There are several possible reasons to use adapalene, but the drug is only approved to treat acne. Other, unapproved ("off-label") uses include treating psoriasis, fine wrinkles, and rosacea. This prescription medication is thought to work by slowing down the rapid growth of skin cells and reducing inflammation. It typically takes about a month to notice an improvement in your condition.
An Overview of Adapalene Uses
Adapalene (Differin®) is a prescription medication licensed to treat acne. It is also occasionally used "off-label" for a few different, unapproved uses.
Adapalene is one of many different prescription acne medications currently available. Like many acne medications, adapalene can make the skin appear worse before it gets better. Often, the skin may become irritated, red, and flaky. However, this usually gets better with time, and clearer skin should be noticeable within a month or so.
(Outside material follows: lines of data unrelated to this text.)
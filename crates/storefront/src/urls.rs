//! Named routes and URL reversal.
//!
//! Every storefront page has a stable name (`product`, `add-to-cart`, ...)
//! so links can be built without hard-coding paths. The router registers
//! the same patterns defined here.

use url::Url;

use outfitter_core::{Item, Slug};

pub const HOME: &str = "/";
pub const PRODUCT: &str = "/product/{slug}";
pub const ADD_TO_CART: &str = "/add-to-cart/{slug}";
pub const REMOVE_FROM_CART: &str = "/remove-from-cart/{slug}";
pub const REMOVE_SINGLE_ITEM_FROM_CART: &str = "/remove-item-from-cart/{slug}";
pub const ORDER_SUMMARY: &str = "/order-summary";
pub const CHECKOUT: &str = "/checkout";
pub const ADD_COUPON: &str = "/add-coupon";
pub const PAYMENT: &str = "/payment";
pub const REQUEST_REFUND: &str = "/request-refund";

/// A named storefront route with its arguments.
#[derive(Debug, Clone, Copy, PartialEq, Eq)]
pub enum Route<'a> {
    Home,
    Product(&'a Slug),
    AddToCart(&'a Slug),
    RemoveFromCart(&'a Slug),
    RemoveSingleItemFromCart(&'a Slug),
    OrderSummary,
    Checkout,
    AddCoupon,
    Payment,
    RequestRefund,
}

impl Route<'_> {
    /// The route's stable name.
    #[must_use]
    pub const fn name(&self) -> &'static str {
        match self {
            Self::Home => "home",
            Self::Product(_) => "product",
            Self::AddToCart(_) => "add-to-cart",
            Self::RemoveFromCart(_) => "remove-from-cart",
            Self::RemoveSingleItemFromCart(_) => "remove-single-item-from-cart",
            Self::OrderSummary => "order-summary",
            Self::Checkout => "checkout",
            Self::AddCoupon => "add-coupon",
            Self::Payment => "payment",
            Self::RequestRefund => "request-refund",
        }
    }

    /// The path pattern the router registers for this route.
    #[must_use]
    pub const fn pattern(&self) -> &'static str {
        match self {
            Self::Home => HOME,
            Self::Product(_) => PRODUCT,
            Self::AddToCart(_) => ADD_TO_CART,
            Self::RemoveFromCart(_) => REMOVE_FROM_CART,
            Self::RemoveSingleItemFromCart(_) => REMOVE_SINGLE_ITEM_FROM_CART,
            Self::OrderSummary => ORDER_SUMMARY,
            Self::Checkout => CHECKOUT,
            Self::AddCoupon => ADD_COUPON,
            Self::Payment => PAYMENT,
            Self::RequestRefund => REQUEST_REFUND,
        }
    }

    const fn slug(&self) -> Option<&Slug> {
        match self {
            Self::Product(slug)
            | Self::AddToCart(slug)
            | Self::RemoveFromCart(slug)
            | Self::RemoveSingleItemFromCart(slug) => Some(*slug),
            _ => None,
        }
    }
}

/// Build the path for a route.
///
/// Slugs only contain URL-safe characters, so no escaping is needed.
#[must_use]
pub fn reverse(route: Route<'_>) -> String {
    let pattern = route.pattern();
    match route.slug() {
        Some(slug) => pattern.replace("{slug}", slug.as_str()),
        None => pattern.to_owned(),
    }
}

/// Make the base URL's path end in `/` so joining keeps its last segment.
#[must_use]
pub fn with_trailing_slash(mut base_url: Url) -> Url {
    if !base_url.path().ends_with('/') {
        let path = format!("{}/", base_url.path());
        base_url.set_path(&path);
    }
    base_url
}

/// Build the full URL for a route under the site's base URL.
///
/// A base URL with a path prefix (`https://example.com/shop`) keeps it,
/// with or without the trailing slash.
///
/// # Errors
///
/// Returns `url::ParseError` if the base URL cannot be joined.
pub fn absolute(base_url: &Url, route: Route<'_>) -> Result<Url, url::ParseError> {
    let path = reverse(route);
    let path = path.trim_start_matches('/');
    if base_url.path().ends_with('/') {
        base_url.join(path)
    } else {
        with_trailing_slash(base_url.clone()).join(path)
    }
}

/// Link helpers for catalog items.
pub trait ItemUrls {
    /// Product detail page.
    fn absolute_url(&self) -> String;
    /// Add one unit to the cart.
    fn add_to_cart_url(&self) -> String;
    /// Remove the item's line from the cart.
    fn remove_from_cart_url(&self) -> String;
}

impl ItemUrls for Item {
    fn absolute_url(&self) -> String {
        reverse(Route::Product(&self.slug))
    }

    fn add_to_cart_url(&self) -> String {
        reverse(Route::AddToCart(&self.slug))
    }

    fn remove_from_cart_url(&self) -> String {
        reverse(Route::RemoveFromCart(&self.slug))
    }
}
//! Outfitter Core - Storefront domain library.
//!
//! This crate provides the types shared by every Outfitter component:
//! - `storefront` - Public-facing shop (JSON over HTTP, Postgres-backed)
//! - `cli` - Command-line tools for migrations, seeding and back-office tasks
//!
//! # Architecture
//!
//! The core crate contains only types and pure functions - no I/O, no
//! database access, no HTTP. Price arithmetic and order lifecycle rules live
//! here so they can be tested without a database.
//!
//! # Modules
//!
//! - [`types`] - Newtype wrappers for IDs, money, emails, slugs, countries,
//!   reference codes, catalog choices and order flags
//! - [`models`] - Storefront entities and their derived prices

#![cfg_attr(not(test), forbid(unsafe_code))]

pub mod models;
pub mod types;

pub use models::*;
pub use types::*;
If your skin has not improved within two to three months, you should be reevaluated by your healthcare provider -- it's possible that a different treatment strategy will be necessary.
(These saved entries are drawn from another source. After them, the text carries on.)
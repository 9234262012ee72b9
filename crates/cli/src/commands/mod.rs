//! Subcommand implementations.
//!
//! Every command connects to the storefront database the same way the
//! server does: `STOREFRONT_DATABASE_URL`, falling back to `DATABASE_URL`.

pub mod coupon;
pub mod migrate;
pub mod order;
pub mod refund;
pub mod seed;
pub mod user;

use secrecy::SecretString;
use sqlx::PgPool;
use thiserror::Error;

use outfitter_storefront::db::{self, RepositoryError};
use outfitter_storefront::services::auth::AuthError;

/// Errors that can occur while running a command.
#[derive(Debug, Error)]
pub enum CliError {
    /// Required environment variable is missing.
    #[error("Missing environment variable: {0}")]
    MissingEnvVar(&'static str),

    /// Database connection error.
    #[error("Database connection error: {0}")]
    Database(#[from] sqlx::Error),

    /// Migration failed.
    #[error("Migration error: {0}")]
    Migration(#[from] sqlx::migrate::MigrateError),

    #[error(transparent)]
    Repository(#[from] RepositoryError),

    #[error(transparent)]
    Auth(#[from] AuthError),

    #[error("Failed to read {path}: {source}")]
    Io {
        path: String,
        source: std::io::Error,
    },

    #[error("Invalid seed file: {0}")]
    Yaml(#[from] serde_yaml::Error),

    #[error("Invalid seed entry: {0}")]
    InvalidSeed(String),

    /// Nothing matched the given identifier.
    #[error("{0}")]
    NotFound(String),
}

/// Connect to the storefront database.
pub async fn connect() -> Result<PgPool, CliError> {
    dotenvy::dotenv().ok();

    let database_url = std::env::var("STOREFRONT_DATABASE_URL")
        .or_else(|_| std::env::var("DATABASE_URL"))
        .map(SecretString::from)
        .map_err(|_| CliError::MissingEnvVar("STOREFRONT_DATABASE_URL"))?;

    tracing::info!("Connecting to storefront database...");
    Ok(db::create_pool(&database_url).await?)
}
Your healthcare provider might recommend that you use adapalene alone or with another acne medication. Because adapalene is applied in the evening (typically at bedtime), your healthcare provider may recommend a different type of acne treatment for use in the morning.
How Does the Medication Work?
Adapalene belongs to a group of medications known as retinoids, meaning it is chemically related to vitamin A. Some other well-known retinoids include Retin-A® and Accutane®.
Adapalene and other retinoids are thought to work by suppressing inflammation and slowing down the rapid growth of skin cells.